- Classification: Protestant
- Orientation: Calvinist
- Polity: Presbyterianism
- Region: The Netherlands
- Origin: 1892
- Separated from: Dutch Reformed Church
- Separations: Gereformeerde Kerken in Hersteld Verband ("Reformed Churches in Restored Union", 1926) Reformed Churches in the Netherlands (Liberated) (1944)
- Merged into: Protestant Church in the Netherlands (2004)
- Congregations: 857 at the time of merger
- Members: 675,000 at the time of merger

= Reformed Churches in the Netherlands =

Former Protestant church that merged in 2004

History of the Churches in the Netherlands

The Reformed Churches in the Netherlands (Gereformeerde Kerken in Nederland, abbreviated Gereformeerde kerk) was the second largest Protestant church in the Netherlands and one of the two major Calvinist denominations along with the Dutch Reformed Church since 1892 until being merged into the Protestant Church in the Netherlands (PKN) in 2004. The PKN is the continuation of the Dutch Reformed Church, the Reformed Churches in the Netherlands and the Evangelical Lutheran Church in the Kingdom of the Netherlands.

==History==
The Reformed Churches in the Netherlands was founded in 1892 as a merger of two groups that had split off from the Dutch Reformed Church:
- a part of the Christian Reformed Church in the Netherlands (Christelijke Gereformeerde Kerk in Nederland, CGKN), which had originated in the 1834 Dutch Reformed Church split, and
- the group around Abraham Kuyper, which was formed in the 1886 Dutch Reformed Church split.
The other part of the CGKN that stayed out of this union remains independent; it was renamed to "Christian Reformed Churches" in 1947.

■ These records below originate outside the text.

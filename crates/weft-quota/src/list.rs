//! Ordered sets of resource users with O(1) push at either end, pop from
//! the front and removal from anywhere.

use std::collections::HashMap;

pub(crate) type UserId = u64;

/// The lists a quota keeps its users on. A user can be on several at once.
#[derive(Debug, Clone, Copy, PartialEq, Eq)]
pub(crate) enum ListKind {
    /// Waiting for the quota to cover an allocation.
    AwaitingAllocation = 0,
    /// Holding free bytes the quota can take back.
    NonEmptyFreePool = 1,
    /// Posted a benign reclaimer.
    ReclaimerBenign = 2,
    /// Posted a destructive reclaimer.
    ReclaimerDestructive = 3,
}

impl ListKind {
    pub(crate) const ALL: [ListKind; 4] = [
        ListKind::AwaitingAllocation,
        ListKind::NonEmptyFreePool,
        ListKind::ReclaimerBenign,
        ListKind::ReclaimerDestructive,
    ];

    pub(crate) fn reclaimer(destructive: bool) -> Self {
        if destructive {
            ListKind::ReclaimerDestructive
        } else {
            ListKind::ReclaimerBenign
        }
    }
}

#[derive(Debug, Clone, Copy, Default)]
struct Links {
    prev: Option<UserId>,
    next: Option<UserId>,
}

#[derive(Debug, Default)]
pub(crate) struct UserList {
    head: Option<UserId>,
    tail: Option<UserId>,
    links: HashMap<UserId, Links>,
}

impl UserList {
    pub(crate) fn is_empty(&self) -> bool {
        self.head.is_none()
    }

    pub(crate) fn contains(&self, id: UserId) -> bool {
        self.links.contains_key(&id)
    }

    /// Does nothing if `id` is already on the list.
    pub(crate) fn push_back(&mut self, id: UserId) {
        if self.contains(id) {
            return;
        }
        let links = Links {
            prev: self.tail,
            next: None,
        };
        match self.tail {
            Some(tail) => self.link_mut(tail).next = Some(id),
            None => self.head = Some(id),
        }
        self.tail = Some(id);
        self.links.insert(id, links);
    }

    /// Does nothing if `id` is already on the list.
    pub(crate) fn push_front(&mut self, id: UserId) {
        if self.contains(id) {
            return;
        }
        let links = Links {
            prev: None,
            next: self.head,
        };
        match self.head {
            Some(head) => self.link_mut(head).prev = Some(id),
            None => self.tail = Some(id),
        }
        self.head = Some(id);
        self.links.insert(id, links);
    }

    pub(crate) fn pop_front(&mut self) -> Option<UserId> {
        let head = self.head?;
        self.remove(head);
        Some(head)
    }

    pub(crate) fn remove(&mut self, id: UserId) -> bool {
        let Some(links) = self.links.remove(&id) else {
            return false;
        };
        match links.prev {
            Some(prev) => self.link_mut(prev).next = links.next,
            None => self.head = links.next,
        }
        match links.next {
            Some(next) => self.link_mut(next).prev = links.prev,
            None => self.tail = links.prev,
        }
        true
    }

    fn link_mut(&mut self, id: UserId) -> &mut Links {
        self.links.entry(id).or_default()
    }
}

Abraham Kuyper was the most important leader of the movement, and under his leadership the gereformeerden became a separate so-called "pillar" in Dutch society, next to the hervormden and the Roman Catholics. Part of the gereformeerde pillar were for example the Vrije Universiteit Amsterdam and the Anti-Revolutionary Party, a political party now part of the Christian Democratic Appeal.

Since its founding in 1892, two groups have separated from the GKN (Gereformeerde Kerk Nederland). The first split was in 1926, over a conflict about biblical interpretation: the orthodox majority maintained the historicity of the account of Adam and Eve, while the more liberal wing deemed it merely allegorical and left to form the Gereformeerde Kerken in Hersteld Verband. In 1971/1972, the GKN renounced the historic position.

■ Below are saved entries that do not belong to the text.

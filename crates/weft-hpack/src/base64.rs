//! Base64 for binary header values (keys ending in `-bin`). Values arrive
//! base64 encoded on the wire, with or without `=` padding, and are stored
//! and emitted decoded.

/// Value of each input octet: 0-63 for the alphabet, 64 for `=` (skipped),
/// 255 for anything else.
static INVERSE: [u8; 256] = build_inverse();

const ALPHABET: &[u8; 64] = b"ABCDEFGHIJKLMNOPQRSTUVWXYZabcdefghijklmnopqrstuvwxyz0123456789+/";

const fn build_inverse() -> [u8; 256] {
    let mut table = [255u8; 256];
    let mut i = 0;
    while i < 64 {
        table[ALPHABET[i] as usize] = i as u8;
        i += 1;
    }
    table[b'=' as usize] = 64;
    table
}

/// Header names ending in this suffix carry binary values.
pub const BINARY_SUFFIX: &[u8] = b"-bin";

pub fn is_binary_header(name: &[u8]) -> bool {
    name.ends_with(BINARY_SUFFIX)
}

#[derive(PartialEq, Eq, Copy, Clone, Debug, thiserror::Error)]
#[non_exhaustive]
pub enum Base64DecodingError {
    #[error("Illegal base64 character {0:#04x}")]
    IllegalCharacter(u8),
    /// A lone symbol can't make up an octet.
    #[error("Illegal base64 encoding")]
    IllegalEncoding,
    #[error("Trailing bits in base64 encoding: {0:#x}")]
    TrailingBits(u32),
}

/// Which symbol of the current 4-symbol group comes next.
#[derive(Clone, Copy, Debug, Default, PartialEq, Eq)]
enum Group {
    #[default]
    Byte0,
    Byte1,
    Byte2,
    Byte3,
}

/// Resumable decoder: symbols can be pushed one at a time, across as many
/// input buffers as needed.
#[derive(Clone, Copy, Debug, Default)]
pub(crate) struct Base64Decoder {
    group: Group,
    bits: u32,
}

impl Base64Decoder {
    pub(crate) fn push(&mut self, symbol: u8, out: &mut Vec<u8>) -> Result<(), Base64DecodingError> {
        let value = match INVERSE[symbol as usize] {
            255 => return Err(Base64DecodingError::IllegalCharacter(symbol)),
            64 => return Ok(()),
            v => v as u32,
        };

        self.group = match self.group {
            Group::Byte0 => {
                self.bits = value << 18;
                Group::Byte1
            }
            Group::Byte1 => {
                self.bits |= value << 12;
                Group::Byte2
            }
            Group::Byte2 => {
                self.bits |= value << 6;
                Group::Byte3
            }
            Group::Byte3 => {
                self.bits |= value;
                out.extend_from_slice(&[
                    (self.bits >> 16) as u8,
                    (self.bits >> 8) as u8,
                    self.bits as u8,
                ]);
                Group::Byte0
            }
        };
        Ok(())
    }

    /// Flushes a trailing partial group, which must end on an octet boundary.
    pub(crate) fn finish(&mut self, out: &mut Vec<u8>) -> Result<(), Base64DecodingError> {
        let group = std::mem::take(&mut self.group);
        let bits = self.bits;
        self.bits = 0;

        match group {
            Group::Byte0 => Ok(()),
            Group::Byte1 => Err(Base64DecodingError::IllegalEncoding),
            Group::Byte2 => {
                if bits & 0xffff != 0 {
                    return Err(Base64DecodingError::TrailingBits(bits & 0xffff));
                }
                out.push((bits >> 16) as u8);
                Ok(())
            }
            Group::Byte3 => {
                if bits & 0xff != 0 {
                    return Err(Base64DecodingError::TrailingBits(bits & 0xff));
                }
                out.extend_from_slice(&[(bits >> 16) as u8, (bits >> 8) as u8]);
                Ok(())
            }
        }
    }
}

/// Unpadded base64, used by the encoder for binary header values.
pub(crate) fn encode(input: &[u8], out: &mut Vec<u8>) {
    for chunk in input.chunks(3) {
        let b = [
            chunk[0],
            chunk.get(1).copied().unwrap_or(0),
            chunk.get(2).copied().unwrap_or(0),
        ];
        let bits = (b[0] as u32) << 16 | (b[1] as u32) << 8 | b[2] as u32;
        let symbols = chunk.len() + 1;
        for i in 0..symbols {
            out.push(ALPHABET[((bits >> (18 - 6 * i)) & 0x3f) as usize]);
        }
    }
}

#[cfg(test)]
mod tests {
    use super::{encode, is_binary_header, Base64Decoder, Base64DecodingError};

    fn decode(input: &[u8]) -> Result<Vec<u8>, Base64DecodingError> {
        let mut decoder = Base64Decoder::default();
        let mut out = Vec::new();
        for &symbol in input {
            decoder.push(symbol, &mut out)?;
        }
        decoder.finish(&mut out)?;
        Ok(out)
    }

    #[test]
    fn test_decode_full_and_partial_groups() {
        assert_eq!(decode(b"").unwrap(), b"");
        assert_eq!(decode(b"Zm9v").unwrap(), b"foo");
        assert_eq!(decode(b"Zm9vYg").unwrap(), b"foob");
        assert_eq!(decode(b"Zm9vYg==").unwrap(), b"foob");
        assert_eq!(decode(b"Zm9vYmE").unwrap(), b"fooba");
        assert_eq!(decode(b"Zm9vYmE=").unwrap(), b"fooba");
        assert_eq!(decode(b"AAEC/w").unwrap(), [0u8, 1, 2, 255]);
    }

    #[test]
    fn test_decode_rejects_bad_input() {
        assert_eq!(
            decode(b"Zm9v!"),
            Err(Base64DecodingError::IllegalCharacter(b'!'))
        );
        assert_eq!(decode(b"Zm9vY"), Err(Base64DecodingError::IllegalEncoding));
        // 'Zh' leaves non-zero bits after the first octet
        assert_eq!(decode(b"Zh"), Err(Base64DecodingError::TrailingBits(0x1000)));
        assert_eq!(decode(b"Zm8"), Ok(b"fo".to_vec()));
        assert_eq!(decode(b"Zm9vYmF"), Err(Base64DecodingError::TrailingBits(0x40)));
    }

    #[test]
    fn test_encode_unpadded() {
        let mut out = Vec::new();
        encode(b"fooba", &mut out);
        assert_eq!(out, b"Zm9vYmE");

        for len in 0..40 {
            let input: Vec<u8> = (0..len).map(|i| (i * 37) as u8).collect();
            let mut encoded = Vec::new();
            encode(&input, &mut encoded);
            assert_eq!(decode(&encoded).unwrap(), input);
        }
    }

    #[test]
    fn test_binary_header_names() {
        assert!(is_binary_header(b"grpc-status-details-bin"));
        assert!(!is_binary_header(b"content-type"));
        assert!(!is_binary_header(b"bin"));
    }
}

The second schism, called the Vrijmaking ("Liberation", that is: from synodal authority), occurred in 1944, when the Reformed Churches in the Netherlands (Liberated) split off from the Reformed Churches in the Netherlands.

The long process of reuniting with the Dutch Reformed Church began in 1962 and ended on May 1, 2004, when the GKN, the NHK and the Evangelical Lutheran Church merged to form the Protestant Church in the Netherlands. At that time, the Reformed Churches in the Netherlands had around 675,000 members, 400,000 of whom were churchgoers. There were 857 congregations, with some 1,000 church buildings.

Seven congregations did not agree with the merger and founded the Continued Reformed Churches in the Netherlands on May 8, 2004.

==Theology==
Until World War II, the Gereformeerde Kerk was characterized by a classical neo-Calvinist belief. The church thought of itself as the most true church of Christ. The main influence on the theological views was from Abraham Kuyper and Herman Bavinck. After World War II, the character of the church changed. After 1962, it became an open church, with space and freedom for various beliefs. Modern theologians in the gereformeerde church are Gerrit Cornelis Berkouwer (1903–1996) and Harry M. Kuitert (1924–2017).